La violence n’a toutefois pas entamé la détermination à combattre ces changements de Lovemore Madhuku, professeur de droit et dirigeant du groupe prodémocratie National Constitutional Assembly.
« Si on nous tire dessus, nous mourrons. Si on nous tabasse (…), nous pourrons être hospitalisés ou même rester handicapés, mais cela ne nous dissuadera pas », affirme le sexagénaire à l’AFP.
Même si la police a nié toute implication dans l’attaque perpétrée contre lui, cette agression et d’autres rappellent de précédentes répressions violentes contre l’opposition zimbabwéenne, parfois meurtrières et attribuées aux forces gouvernementales.
Parmi les amendements suscitant le plus d’inquiétude figure celui prolongeant le mandat présidentiel de cinq à sept ans et remplaçant l’élection présidentielle au suffrage direct par un vote des parlementaires.
Ils permettraient au président Mnangagwa, 83 ans, de rester au pouvoir après la fin en 2028 de ses deux mandats, le nombre maximal de mandats fixé par la Constitution.
Coups, intimidations
Selon ses détracteurs, ces changements renforceraient également l’emprise sur le pouvoir de la Zanu-PF, qui gouverne ce pays riche en ressources depuis l’indépendance en 1980. Ce parti accusé de corruption et de répression est jugé aussi responsable de crises économiques dévastatrices.
Un député d’opposition de premier plan, Jameson Timba, 61 ans, a affirmé que lui et un des ses collègues étaient surveillés depuis qu’ils s’étaient exprimés contre l’amendement.
Tous deux ont découvert un « X » peint sur leur domicile le jour où ils devaient tenir une réunion dans les locaux du Southern African Political Economy Series (SAPES), une organisation prodémocratie.
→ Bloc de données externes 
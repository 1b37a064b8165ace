//! CLI: Replay an edit script onto a pipeline stage graph.
//!
//! Starts from a fresh `start -> stage_0 -> end` graph (or a snapshot given with
//! `--snapshot-in`), applies each `append <id>` / `fork <id>` line of the
//! script in order, and writes the resulting snapshot as JSON.
//!
//! Usage: `stage_editor [OPTIONS] [path-to-script]`
//! Example: stage_editor --snapshot-out out/pipeline.json demos/fork.stages
//!
//! Set RUST_LOG=stageweave=trace for TRACE-level span enter/exit and events.

use clap::Parser;
use stageweave::config::{EditorConfig, load_config};
use stageweave::invariants::collect_violations;
use stageweave::snapshot_io::{restore_editor, save_snapshot};
use stageweave::{PipelineEditor, script};
use std::env;
use std::fs;
use std::path::PathBuf;
use std::process;
use tracing::info;
use tracing_subscriber::{EnvFilter, fmt::format::FmtSpan};

/// Replay an edit script onto a pipeline stage graph.
#[derive(Parser, Debug)]
#[command(name = "stage_editor")]
#[command(
  after_help = r#"Environment variables (override the matching flags when set):
  STAGEWEAVE_FORK_WIDTH     Legs per fork (default: 2, or the config file's value).
  STAGEWEAVE_SNAPSHOT_OUT   Where to write the resulting snapshot JSON.

Script format, one command per line (# and // start comments):
  append stage_0
  fork stage_1

Examples:
  stage_editor demos/fork.stages
  stage_editor --snapshot-in pipeline.json --snapshot-out pipeline.json more.stages"#
)]
struct Args {
  /// Editor config JSON (placement, stage_height, lateral_offset, fork_width).
  #[arg(long, value_name = "FILE")]
  config: Option<PathBuf>,

  /// Legs per fork. Overridden by STAGEWEAVE_FORK_WIDTH if set.
  #[arg(long, value_name = "N")]
  fork_width: Option<usize>,

  /// Snapshot to start from instead of a fresh graph.
  #[arg(long, value_name = "FILE")]
  snapshot_in: Option<PathBuf>,

  /// Write the snapshot here instead of stdout. Overridden by STAGEWEAVE_SNAPSHOT_OUT if set.
  #[arg(long, value_name = "FILE")]
  snapshot_out: Option<PathBuf>,

  /// Verify structural invariants after replay; exit 1 on any violation.
  #[arg(long)]
  check: bool,

  /// Edit script to replay. Without one, the starting graph is written unchanged.
  #[arg(value_name = "path-to-script")]
  script: Option<PathBuf>,
}

fn main() {
  tracing_subscriber::fmt()
    .with_env_filter(EnvFilter::try_from_default_env().unwrap_or_else(|_| EnvFilter::new("info")))
    .with_span_events(FmtSpan::ENTER | FmtSpan::EXIT)
    .with_writer(std::io::stderr)
    .init();

  info!("stage_editor starting");
  let args = Args::parse();

  // Env vars override flags.
  let fork_width = match env::var("STAGEWEAVE_FORK_WIDTH") {
    Ok(v) => match v.parse::<usize>() {
      Ok(n) => Some(n),
      Err(e) => {
        eprintln!("Error parsing STAGEWEAVE_FORK_WIDTH '{}': {}", v, e);
        process::exit(1);
      }
    },
    Err(_) => args.fork_width,
  };
  let snapshot_out = env::var("STAGEWEAVE_SNAPSHOT_OUT")
    .ok()
    .map(PathBuf::from)
    .or_else(|| args.snapshot_out.clone());

  let mut config = match &args.config {
    Some(path) => match load_config(path) {
      Ok(c) => c,
      Err(e) => {
        eprintln!("Error reading config {}: {}", path.display(), e);
        process::exit(1);
      }
    },
    None => EditorConfig::default(),
  };
  if let Some(n) = fork_width {
    config.fork_width = n;
  }
  info!(fork_width = config.fork_width, snapshot_out = ?snapshot_out, "options (env or flags)");

  let commands = match &args.script {
    Some(path) => {
      let source = match fs::read_to_string(path) {
        Ok(s) => s,
        Err(e) => {
          eprintln!("Error reading {}: {}", path.display(), e);
          process::exit(1);
        }
      };
      match script::parse_script(&source) {
        Ok(c) => c,
        Err(e) => {
          eprintln!("Error parsing script: {}", e);
          process::exit(1);
        }
      }
    }
    None => Vec::new(),
  };

  let editor = match &args.snapshot_in {
    Some(path) => restore_editor(path, config)
      .map_err(|e| format!("Error loading snapshot {}: {}", path.display(), e)),
    None => PipelineEditor::new(config).map_err(|e| format!("Error: {}", e)),
  };
  let mut editor = match editor {
    Ok(e) => e,
    Err(msg) => {
      eprintln!("{}", msg);
      process::exit(1);
    }
  };

  for (i, command) in commands.iter().enumerate() {
    if let Err(e) = editor.apply(command) {
      eprintln!("Edit error (command {}: {}): {}", i + 1, command, e);
      process::exit(1);
    }
  }
  info!(
    commands = commands.len(),
    nodes = editor.graph().node_count(),
    links = editor.graph().link_count(),
    forks = editor.forks().len(),
    "script replayed"
  );

  if args.check {
    let violations = collect_violations(editor.graph());
    if !violations.is_empty() {
      for v in &violations {
        eprintln!("Invariant violation: {}", v);
      }
      process::exit(1);
    }
    info!("invariants hold");
  }

  let snapshot = editor.snapshot();
  match snapshot_out {
    Some(path) => {
      if let Err(e) = save_snapshot(&path, &snapshot) {
        eprintln!("Error writing {}: {}", path.display(), e);
        process::exit(1);
      }
      println!("Pipeline written to {}.", path.display());
      println!("  Nodes: {}", editor.graph().node_count());
      println!("  Links: {}", editor.graph().link_count());
      println!("  Forks: {}", editor.forks().len());
    }
    None => match serde_json::to_string_pretty(&snapshot) {
      Ok(json) => println!("{}", json),
      Err(e) => {
        eprintln!("Error serializing snapshot: {}", e);
        process::exit(1);
      }
    },
  }
}
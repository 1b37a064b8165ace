//! Per-node, per-port affordance state for an editor front end.
//!
//! Tracks whether the "add" affordance on a node's port is expanded. This
//! lives outside the graph model; the editor never reads it.

use std::collections::HashMap;

use serde::{Deserialize, Serialize};

use crate::editor::PipelineEditor;
use crate::types::{EditAction, NodeId, PortRole};

/// State of one affordance toggle.
#[derive(Debug, Clone, Copy, Default, PartialEq, Eq, Hash, Serialize, Deserialize)]
#[serde(rename_all = "lowercase")]
pub enum ToggleState {
  #[default]
  Collapsed,
  Expanded,
}

impl ToggleState {
  pub fn flipped(self) -> Self {
    match self {
      ToggleState::Collapsed => ToggleState::Expanded,
      ToggleState::Expanded => ToggleState::Collapsed,
    }
  }

  pub fn is_expanded(self) -> bool {
    self == ToggleState::Expanded
  }
}

/// Toggle states keyed by `(node, port role)`. Missing keys read as collapsed.
#[derive(Debug, Clone, Default)]
pub struct EditorUiState {
  toggles: HashMap<(NodeId, PortRole), ToggleState>,
}

impl EditorUiState {
  pub fn new() -> Self {
    Self::default()
  }

  pub fn get(&self, node: &NodeId, role: PortRole) -> ToggleState {
    self
      .toggles
      .get(&(node.clone(), role))
      .copied()
      .unwrap_or_default()
  }

  pub fn set(&mut self, node: NodeId, role: PortRole, state: ToggleState) {
    match state {
      ToggleState::Collapsed => {
        self.toggles.remove(&(node, role));
      }
      ToggleState::Expanded => {
        self.toggles.insert((node, role), state);
      }
    }
  }

  /// Flips the toggle and returns the new state.
  pub fn toggle(&mut self, node: NodeId, role: PortRole) -> ToggleState {
    let next = self.get(&node, role).flipped();
    self.set(node, role, next);
    next
  }

  /// Forgets every toggle on `node`.
  pub fn clear_node(&mut self, node: &NodeId) {
    self.toggles.retain(|(n, _), _| n != node);
  }

  /// Number of expanded toggles.
  pub fn expanded_count(&self) -> usize {
    self.toggles.len()
  }

  /// Collapses toggles on nodes that can no longer be extended (or no
  /// longer exist). Call after each mutation.
  pub fn sync_with(&mut self, editor: &PipelineEditor) {
    self
      .toggles
      .retain(|(node, _), _| !available_actions(editor, node.as_str()).is_empty());
  }
}

/// Actions the editor would accept on `node` right now.
pub fn available_actions(editor: &PipelineEditor, node: &str) -> Vec<EditAction> {
  [EditAction::AppendStage, EditAction::AddFork]
    .into_iter()
    .filter(|&a| editor.check_action(node, a).is_ok())
    .collect()
}
//! Pipeline snapshot files.
//!
//! A snapshot file is the pretty-printed JSON of a [GraphSnapshot]. Saving
//! writes a sibling `.tmp` file and renames it over the target, so a reader
//! never sees a half-written snapshot. Loading rejects unknown format versions
//! before any structural checks run.

use std::io::{Error, ErrorKind};
use std::path::{Path, PathBuf};

use tracing::{debug, instrument};

use crate::config::EditorConfig;
use crate::editor::PipelineEditor;
use crate::graph_model::{GraphSnapshot, SNAPSHOT_VERSION};

/// Default filename for a pipeline snapshot.
pub const SNAPSHOT_FILENAME: &str = "pipeline.json";

fn invalid_data(e: impl Into<Box<dyn std::error::Error + Send + Sync>>) -> Error {
  Error::new(ErrorKind::InvalidData, e)
}

fn temp_path(path: &Path) -> PathBuf {
  let mut name = path.file_name().unwrap_or_default().to_os_string();
  name.push(".tmp");
  path.with_file_name(name)
}

/// Writes `snapshot` to `path`, creating parent directories and replacing any
/// existing file in one rename.
#[instrument(level = "trace", skip(path, snapshot), fields(path = %path.display()))]
pub fn save_snapshot(path: &Path, snapshot: &GraphSnapshot) -> Result<(), Error> {
  let json = serde_json::to_string_pretty(snapshot).map_err(invalid_data)?;
  if let Some(parent) = path.parent() {
    std::fs::create_dir_all(parent)?;
  }
  let tmp = temp_path(path);
  std::fs::write(&tmp, json)?;
  std::fs::rename(&tmp, path)?;
  debug!(
    nodes = snapshot.nodes.len(),
    links = snapshot.links.len(),
    "snapshot saved"
  );
  Ok(())
}

/// Reads a snapshot from `path`.
///
/// Missing files keep their `NotFound` kind. Malformed JSON and snapshots of
/// another format version are `InvalidData`.
#[instrument(level = "trace", skip(path), fields(path = %path.display()))]
pub fn load_snapshot(path: &Path) -> Result<GraphSnapshot, Error> {
  let bytes = std::fs::read(path)?;
  let snapshot: GraphSnapshot = serde_json::from_slice(&bytes).map_err(invalid_data)?;
  if snapshot.version != SNAPSHOT_VERSION {
    return Err(invalid_data(format!(
      "unsupported snapshot version {} (expected {})",
      snapshot.version, SNAPSHOT_VERSION
    )));
  }
  Ok(snapshot)
}

/// Loads the snapshot at `path` and restores an editor from it. Structural
/// problems in the file surface as `InvalidData`.
pub fn restore_editor(path: &Path, config: EditorConfig) -> Result<PipelineEditor, Error> {
  let snapshot = load_snapshot(path)?;
  PipelineEditor::from_snapshot(&snapshot, config).map_err(invalid_data)
}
Le bâtiment de SAPES a aussi été visé par un attentat l’année dernière, alors que le débat sur la prolongation des mandats présidentiels prenait de l’ampleur.
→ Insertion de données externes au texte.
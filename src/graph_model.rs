//! Graph model: stage nodes, their ports, and the links between them.
//!
//! The model enforces endpoint validity only. Pipeline shape (single spine,
//! fork/join pairing, terminal link) is the editor's job; see
//! [crate::editor] and [crate::invariants].

use std::collections::{HashMap, HashSet};

use serde::{Deserialize, Serialize};
use tracing::{debug, instrument};

use crate::error::GraphError;
use crate::transaction::{MutationReport, Transaction};
use crate::types::{Link, LinkId, NodeId, NodeKind, PortRef, PortRole, StageNode};

/// Current snapshot format version.
pub const SNAPSHOT_VERSION: u32 = 1;

/// Structural dump of a graph: nodes (with fork metadata and positions) and links.
#[derive(Debug, Clone, PartialEq, Serialize, Deserialize)]
pub struct GraphSnapshot {
  pub version: u32,
  pub nodes: Vec<StageNode>,
  pub links: Vec<Link>,
  /// Next id the model will hand out, so reconstructed graphs never reuse ids.
  pub next_link_id: u64,
}

/// Nodes and links of one editing session, in insertion order.
#[derive(Debug, Clone, Default)]
pub struct PipelineGraph {
  nodes: Vec<StageNode>,
  node_index: HashMap<NodeId, usize>,
  links: Vec<Link>,
  next_link_id: u64,
}

impl PipelineGraph {
  pub fn new() -> Self {
    Self::default()
  }

  /// Inserts a node. Fails with `DuplicateId` if the id is taken.
  #[instrument(level = "trace", skip(self, node), fields(node = %node.id()))]
  pub fn add_node(&mut self, node: StageNode) -> Result<(), GraphError> {
    if self.node_index.contains_key(node.id()) {
      return Err(GraphError::DuplicateId(node.id().clone()));
    }
    self.node_index.insert(node.id().clone(), self.nodes.len());
    self.nodes.push(node);
    Ok(())
  }

  /// Inserts a link from `source` to `target` and returns its id.
  ///
  /// Fails with `InvalidEndpoint` if either owning node is absent or both ports
  /// sit on the same node, and with `UnknownPort` if a node lacks the role.
  #[instrument(level = "trace", skip(self, source, target), fields(source = %source, target = %target))]
  pub fn add_link(&mut self, source: PortRef, target: PortRef) -> Result<LinkId, GraphError> {
    self.check_link(&source, &target, &[])?;
    self.reserve_link_ids(1)?;
    let id = self.allocate_link_id();
    self.links.push(Link::new(id, source, target));
    Ok(id)
  }

  /// Removes the link with `id`. Removing it twice fails with `LinkNotFound`.
  #[instrument(level = "trace", skip(self))]
  pub fn remove_link(&mut self, id: LinkId) -> Result<Link, GraphError> {
    let pos = self
      .links
      .iter()
      .position(|l| l.id == id)
      .ok_or(GraphError::LinkNotFound(id))?;
    Ok(self.links.remove(pos))
  }

  /// Returns the port of `node` with `role`.
  pub fn get_port(&self, node: &str, role: PortRole) -> Result<PortRef, GraphError> {
    let n = self
      .node(node)
      .ok_or_else(|| GraphError::UnknownNode(NodeId::from(node)))?;
    if !n.exposes(role) {
      return Err(GraphError::UnknownPort {
        node: n.id().clone(),
        role,
      });
    }
    Ok(PortRef::new(n.id().clone(), role))
  }

  pub fn node(&self, id: &str) -> Option<&StageNode> {
    self.node_index.get(id).map(|&i| &self.nodes[i])
  }

  pub fn contains_node(&self, id: &str) -> bool {
    self.node_index.contains_key(id)
  }

  /// All nodes in insertion order.
  pub fn nodes(&self) -> &[StageNode] {
    &self.nodes
  }

  pub fn links(&self) -> &[Link] {
    &self.links
  }

  pub fn link(&self, id: LinkId) -> Option<&Link> {
    self.links.iter().find(|l| l.id == id)
  }

  pub fn node_count(&self) -> usize {
    self.nodes.len()
  }

  pub fn link_count(&self) -> usize {
    self.links.len()
  }

  pub fn find_start(&self) -> Option<&StageNode> {
    self.nodes.iter().find(|n| n.kind() == NodeKind::Start)
  }

  pub fn find_end(&self) -> Option<&StageNode> {
    self.nodes.iter().find(|n| n.kind() == NodeKind::End)
  }

  /// Links leaving `port`.
  pub fn links_from(&self, port: &PortRef) -> impl Iterator<Item = &Link> {
    self.links.iter().filter(move |l| &l.source == port)
  }

  /// Links arriving at `port`.
  pub fn links_into(&self, port: &PortRef) -> impl Iterator<Item = &Link> {
    self.links.iter().filter(move |l| &l.target == port)
  }

  /// Links whose source port belongs to `node`.
  pub fn outgoing(&self, node: &str) -> impl Iterator<Item = &Link> {
    self.links.iter().filter(move |l| l.source.node == node)
  }

  /// Links whose target port belongs to `node`.
  pub fn incoming(&self, node: &str) -> impl Iterator<Item = &Link> {
    self.links.iter().filter(move |l| l.target.node == node)
  }

  /// Produces a structural snapshot sufficient to rebuild this graph.
  #[instrument(level = "trace", skip(self))]
  pub fn serialize(&self) -> GraphSnapshot {
    GraphSnapshot {
      version: SNAPSHOT_VERSION,
      nodes: self.nodes.clone(),
      links: self.links.clone(),
      next_link_id: self.next_link_id,
    }
  }

  /// Rebuilds a graph from a snapshot, applying the same endpoint checks as
  /// [PipelineGraph::add_node] and [PipelineGraph::add_link]. Link ids are kept.
  #[instrument(level = "trace", skip(snapshot))]
  pub fn reconstruct(snapshot: &GraphSnapshot) -> Result<Self, GraphError> {
    if snapshot.version != SNAPSHOT_VERSION {
      return Err(GraphError::InvalidSnapshot(format!(
        "unsupported snapshot version {}",
        snapshot.version
      )));
    }
    let mut graph = PipelineGraph::new();
    for node in &snapshot.nodes {
      graph.add_node(node.clone())?;
    }
    let mut seen = HashSet::new();
    for link in &snapshot.links {
      if !seen.insert(link.id) {
        return Err(GraphError::InvalidSnapshot(format!(
          "duplicate link id {}",
          link.id
        )));
      }
      graph.check_link(&link.source, &link.target, &[])?;
      graph.links.push(link.clone());
    }
    let past_max = match snapshot.links.iter().map(|l| l.id.0).max() {
      Some(max) => max.checked_add(1).ok_or_else(|| {
        GraphError::InvalidSnapshot(format!("link id {} leaves no room for new links", max))
      })?,
      None => 0,
    };
    graph.next_link_id = snapshot.next_link_id.max(past_max);
    Ok(graph)
  }

  /// Applies `tx` as one unit.
  ///
  /// Every staged change is checked against the current model first; the model
  /// is only touched once the whole transaction is known to apply. Removals
  /// are applied before additions.
  #[instrument(level = "trace", skip(self, tx))]
  pub fn commit(&mut self, tx: Transaction) -> Result<MutationReport, GraphError> {
    let removed = self.check_transaction(&tx)?;

    let mut report = MutationReport {
      removed_links: tx.removals,
      ..MutationReport::default()
    };
    self.links.retain(|l| !removed.contains(&l.id));

    for node in tx.nodes {
      report.created_nodes.push(node.id().clone());
      self.node_index.insert(node.id().clone(), self.nodes.len());
      self.nodes.push(node);
    }
    for (source, target) in tx.links {
      let id = self.allocate_link_id();
      self.links.push(Link::new(id, source, target));
      report.created_links.push(id);
    }
    for (id, position) in tx.moves {
      let i = self.node_index[&id];
      self.nodes[i].set_position(position);
      if !report.moved_nodes.contains(&id) {
        report.moved_nodes.push(id);
      }
    }
    for id in tx.child_marks {
      let i = self.node_index[&id];
      self.nodes[i].mark_has_child();
    }

    debug!(
      nodes = report.created_nodes.len(),
      links = report.created_links.len(),
      removed = report.removed_links.len(),
      "transaction committed"
    );
    Ok(report)
  }

  /// Checks `tx` against the model without changing it. Returns the set of
  /// link ids it removes.
  fn check_transaction(&self, tx: &Transaction) -> Result<HashSet<LinkId>, GraphError> {
    let mut new_ids = HashSet::new();
    for node in &tx.nodes {
      if self.contains_node(node.id().as_str()) || !new_ids.insert(node.id().as_str()) {
        return Err(GraphError::DuplicateId(node.id().clone()));
      }
    }
    let mut removed = HashSet::new();
    for &id in &tx.removals {
      if self.link(id).is_none() || !removed.insert(id) {
        return Err(GraphError::LinkNotFound(id));
      }
    }
    for (source, target) in &tx.links {
      self.check_link(source, target, &tx.nodes)?;
    }
    self.reserve_link_ids(tx.links.len())?;
    for id in tx.moves.iter().map(|(id, _)| id).chain(&tx.child_marks) {
      if !self.contains_node(id.as_str()) && tx.pending_node(id.as_str()).is_none() {
        return Err(GraphError::UnknownNode(id.clone()));
      }
    }
    Ok(removed)
  }

  fn check_link(
    &self,
    source: &PortRef,
    target: &PortRef,
    pending: &[StageNode],
  ) -> Result<(), GraphError> {
    self.check_endpoint(source, pending)?;
    self.check_endpoint(target, pending)?;
    if source.node == target.node {
      return Err(GraphError::InvalidEndpoint {
        port: target.clone(),
        reason: "source and target belong to the same node".to_string(),
      });
    }
    Ok(())
  }

  fn check_endpoint(&self, port: &PortRef, pending: &[StageNode]) -> Result<(), GraphError> {
    let kind = self
      .node(port.node.as_str())
      .or_else(|| pending.iter().find(|n| n.id() == &port.node))
      .map(StageNode::kind)
      .ok_or_else(|| GraphError::InvalidEndpoint {
        port: port.clone(),
        reason: "node is not in the model".to_string(),
      })?;
    if !kind.exposes(port.role) {
      return Err(GraphError::UnknownPort {
        node: port.node.clone(),
        role: port.role,
      });
    }
    Ok(())
  }

  /// Fails unless `count` more link ids can be handed out.
  fn reserve_link_ids(&self, count: usize) -> Result<(), GraphError> {
    u64::try_from(count)
      .ok()
      .and_then(|n| self.next_link_id.checked_add(n))
      .map(|_| ())
      .ok_or(GraphError::IdSpaceExhausted("link"))
  }

  /// Callers reserve first, so the increment cannot overflow.
  fn allocate_link_id(&mut self) -> LinkId {
    let id = LinkId(self.next_link_id);
    self.next_link_id += 1;
    id
  }
}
« Nous n’avons pas peur », assure à l’AFP Jameson Timba, qui a passé plus de cinq mois en prison en 2024, accusé d’avoir organisé une réunion illégale. « Nous ne nous arrêterons pas », assure celui qui dirige la plateforme Defend the Constitution.
Un membre du Constitution Defenders Forum, une autre structure, a déclaré à des journalistes qu’il avait été roué de coups le mois dernier par des hommes armés lui ayant roulé sur les jambes avec un 4×4 et qui l’avaient interrogé sur la stratégie du groupe pour contester l’amendement.
« Depuis que le projet de loi a été présenté, on assiste à une mise au silence systématique des voix qui s’y opposent », souligne à l’AFP l’analyste politique Blessing Vava. « Nous sommes dans une situation très dangereuse », ajoute-t-il, rappelant le rôle de l’armée lors des crises de 2008 et 2017.
« Une seule voix »
La répression de 2008 est intervenue après que le premier président post-indépendance, Robert Mugabe, avait été devancé lors du premier tour de l’élection. Selon l’ONG Human Rights Watch, les forces gouvernementales se sont alors rendues coupables d’exactions systématiques qui ont fait au moins 163 morts tandis que 5 000 personnes ont été torturées ou battues.
Cela avait forcé le défunt leader de l’opposition, Morgan Tsvangirai, à se retirer du second tour. M. Mugabe avait finalement été évincé en 2017 à 93 ans, après 37 ans au pouvoir, lors d’un coup d’État, ouvrant la voie à l’accession au pouvoir de M. Mnangagwa.
« Tout cela est le fait des forces de l’État et ce n’est pas nouveau », affirme le chercheur zimbabwéen Brian Raftopoulos, de l’université du Cap.
« L’Etat est impliqué dans la répression de la société civile depuis l’ère Mugabe. Cela ne fait que s’intensifier sous Mnangagwa », explique-t-il.
Les amendements doivent être adoptés par le parlement, dominé par le parti au pouvoir. Des recours ont été déposés et des experts insistent sur la nécessité d’un référendum.
Lovemore Madhuku espère que cette question contribuera à forger l’unité de l’opposition zimbabwéenne, actuellement fragmentée.
« Pour l’instant, nous parlons d’une même voix depuis des tentes différentes, mais viendra un temps où nous nous tiendrons côte à côte et où nous parlerons d’une seule voix », veut-il espérer.